I'm not sanctioning duck-on-duck violence, but....
Well, let's come back to that. One of my favorite non-familial aspects of visiting Phoenix is the Super Queen (that's not its real name, it's really this). I don't know anything about grills, but you know how sometimes something just does everything you want it to? That's the Super Queen.
Tonight I'm cooking a whole duck for the first time. Poppy and I are the only two real duck fans in the house, so he and I had a brief meeting of the minds about how to cook this thing, and ended up deciding to try the beer-can chicken method, but you know, for duck.

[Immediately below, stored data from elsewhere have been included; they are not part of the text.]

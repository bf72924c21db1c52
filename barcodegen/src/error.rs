//! Top-level error type for barcode generation.

use thiserror::Error;

use crate::config::ConfigError;
use crate::font::FontError;
use crate::render::OutputError;

/// Errors returned to the caller of a render.
///
/// Encoding problems are absent on purpose: they are rendered into a
/// placeholder image instead of failing the request.
#[derive(Debug, Error)]
pub enum BarcodeError {
    /// The symbology identifier is not a plain alphanumeric name.
    #[error("invalid symbology identifier '{0}'")]
    InvalidSymbology(String),

    /// The identifier is well formed but nothing is registered under it.
    #[error("no encoder registered for symbology '{0}'")]
    EncoderNotFound(String),

    #[error(transparent)]
    Config(#[from] ConfigError),

    #[error("failed to load font: {0}")]
    FontLoad(#[from] FontError),

    /// The requested output format is not PNG, JPEG or GIF.
    #[error("unsupported output format '{0}' (expected PNG, JPEG or GIF)")]
    UnsupportedFormat(String),

    #[error("failed to encode output image: {0}")]
    Output(#[from] OutputError),
}

impl BarcodeError {
    /// Whether the error comes from symbology selection.
    ///
    /// Such requests can still be answered with the generic error image.
    pub fn is_selection_error(&self) -> bool {
        matches!(
            self,
            BarcodeError::InvalidSymbology(_) | BarcodeError::EncoderNotFound(_)
        )
    }
}

/// Result type for barcode generation.
pub type BarcodeResult<T> = Result<T, BarcodeError>;
//! The render pipeline.
//!
//! ```text
//!  BarcodeRequest
//!       │
//!       ▼
//!  Configuring ── select encoder ─ resolve options ─ load font ─ configure
//!       │
//!       ▼
//!  Encoding ───── parse text (skipped for empty text)
//!       │
//!       ├── Ok ──► Rendering ── rasterise ─ rotate ──┐
//!       │                                            ▼
//!       └── Err ─► Faulted ──── placeholder ───► Emitting ──► RenderedImage
//! ```
//!
//! Selection, configuration and font failures abort the render with a
//! [`BarcodeError`](crate::BarcodeError). Encoding failures never do: the
//! caller still gets an image in the requested format.

mod generator;
mod request;
mod stage;

pub use generator::{render, BarcodeGenerator};
pub use request::{BarcodeRequest, CODE_KEY, DEFAULT_SYMBOLOGY, FILETYPE_KEY, TEXT_KEY};
pub use stage::RenderStage;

This is a Steven Raichlen recipe, filtered through laziness and my languid approach to vacation cooking. Well, I'll get to the recipe in a bit, but first this picture. It bothers me, OK, but it's what's really going on in the backyard and I can't deny it. I gots to keep it rill. IYKWIS. Allow me to present the Beer-Can Duck.
Yes. Winona was supergood. It could not be easier: I stuck a tallboy beer can full of 50% beer and 50% orange San Pellegrino up a salted-and-peppered duck's ass and put it on a 350F grill for two hours. There may have been some orange zest, cinnamon, and thyme in the cavity as well.
Upon receiving our duck halves, Dad and I each entered our own individual caveman states for the first 5 minutes of eating this and looked up from our plates at the same time realizing we hadn't spoken or had a single thought other than "om nom nom nom nom" for the past 5 minutes.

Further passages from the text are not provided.